Entre os profissionais na linha da frente do Curry Cabral, há os que sofrem com a incerteza e a ansiedade, o distanciamento, para os proteger, de filhos, pais, maridos, mulheres, crianças, idosos e pessoas de risco; e os que carregam no rosto as marcas dos turnos longos, das noites de insónia e da gravidade daquilo que impede o contacto e torna o gesto distante.
“Uma das piores coisas é a ausência de visitas”, diz o médico Nuno Lopes. E uma das mais difíceis é a barreira física entre quem cuida e quem é cuidado. “Ninguém está preparado para isto.”
“Houve necessidade de reorganizar todo o hospital, e o espírito de missão que se criou entre os profissionais de saúde pode ser uma coisa boa. Uma das piores coisas é a ausência de visitas. Os doentes estão em estado grave e ter uma visita é sempre uma motivação.”
“Eu acredito que só nos acontecem coisas na vida se soubermos lidar com elas. Nós todos temos de olhar para isto como uma aprendizagem.”
“Este é um momento único de superação, de resistência, de resiliência. De futuro, haverá uma valorização das pequenas coisas. Estamos a aprender que, com pouco, se pode atingir a felicidade.”
“Só um SNS capaz e robusto é capaz de responder a uma crise destas. O facto de estar tão descapacitado pela redução dos recursos humanos e materiais deixou-nos vulneráveis e muito menos capazes para fazer face à realidade das doenças ‘não-covid’. Não há futuro com saúde sem um SNS saudável.”
“Tenho saudades do contacto mais próximo com o doente. Através desses movimentos transmitíamos-lhes empatia, segurança e eles ficavam mais tranquilos. Apesar destes receios, conseguimos manter o cerne da enfermagem.”
“Tomámos consciência de que precisamos todos uns dos outros. A consciência do bem comum em detrimento do bem individual é fundamental. O trabalho de equipa nunca foi tão importante como agora.”
“Esta crise fez-nos ver a vida com outros olhos. A normalidade não vai voltar. Na actividade, tivemos de adaptar o serviço inteiro para recebermos este tipo de doentes. Na vida, o vírus obrigou-nos a parar.”
“Preferia que as pessoas não viessem bater palmas para a varanda mas que, quando isto terminar, viessem para a rua apoiar-nos quando precisamos de apoio. Em vez disso, chamam-nos selvagens. Não somos heróis. Trabalhamos com estas situações e não é só de agora.”
“É uma luta muito grande. Não tem nada que ver com a medicina normal. Temos muito medo de falhar. Por exemplo, ao despir o doente. Sou uma pessoa de risco, mas não parei. Quero estar ao lado das enfermeiras.”
“Não tivemos de passar pela fase de ver imensas pessoas pelo corredor e de ter de escolher quem vive. Mas nada é como antes. E sinto isto como um vazio, uma incerteza. Ir trabalhar diminui a ansiedade. Em casa tenho um sentimento de inutilidade brutal.”
“Nós entramos uma vez por dia nos quartos para fazer a limpeza e o que for preciso. As auxiliares de acção médica e as enfermeiras estão mais chegadas a nós do que antes de isto acontecer, e mais atenciosas com toda a gente.”

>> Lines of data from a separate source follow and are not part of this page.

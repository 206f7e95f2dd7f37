//! Long-lived subscription binding a change source to a reconciler.

use crate::clock::Clock;
use crate::feed::{ChangeSource, FeedResult};
use crate::view::reconciler::{BatchReport, LiveViewReconciler};
use crate::view::sink::PresentationSink;
use log::info;

pub struct Subscription<S> {
    source: S,
    active: bool,
    delivered_batches: u64,
}

impl<S: ChangeSource> Subscription<S> {
    pub fn new(source: S) -> Self {
        Self {
            source,
            active: true,
            delivered_batches: 0,
        }
    }

    /// Polls the source once and applies the batch.
    ///
    /// Returns `Ok(None)` after `unsubscribe()`; the source is not polled.
    pub fn pump<K: PresentationSink, C: Clock>(
        &mut self,
        view: &mut LiveViewReconciler<K, C>,
    ) -> FeedResult<Option<BatchReport>> {
        if !self.active {
            return Ok(None);
        }
        let batch = self.source.poll()?;
        self.delivered_batches += 1;
        Ok(Some(view.apply_batch(batch)))
    }

    /// Stops delivery. Rows already rendered stay as they are.
    pub fn unsubscribe(&mut self) {
        if self.active {
            self.active = false;
            info!(
                "event=unsubscribe module=feed status=ok delivered_batches={}",
                self.delivered_batches
            );
        }
    }

    pub fn is_active(&self) -> bool {
        self.active
    }

    pub fn delivered_batches(&self) -> u64 {
        self.delivered_batches
    }

    pub fn source(&self) -> &S {
        &self.source
    }
}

“Quando 2020 começou, pensei que ia ser um ano marcante pela positiva. Não está a ser. Mas isto veio reforçar os laços entre todos os colegas. Vemos os médicos fazer tudo, desde tratar o doente a esvaziar o cesto do lixo.”
“Houve uma reacção emocional, sim, mas também racional dos profissionais. As pessoas estiveram muito à altura dos desafios. Criar formas de nos organizarmos foi muito pesado, mas conseguimos fazê-lo com alguma rapidez. E são os frutos disso que estamos a ver agora.”
“O mais importante é mantermos o espírito de equipa, e essa é uma lição que podemos levar daqui para a frente. Não podemos fazer nada sozinhos. Temos de confiar uns nos outros.”
“Entramos nos quartos menos vezes mas estamos mais tempo com os doentes. Aproveitamos para nos apresentarmos, dizemos o nosso nome, quem somos, o que nem sempre fazíamos antes de isto acontecer.”
“Temos muitos altos e baixos. Espero que os valores permaneçam depois de isto passar: o altruísmo, a solidariedade, o respeito pelo outro.”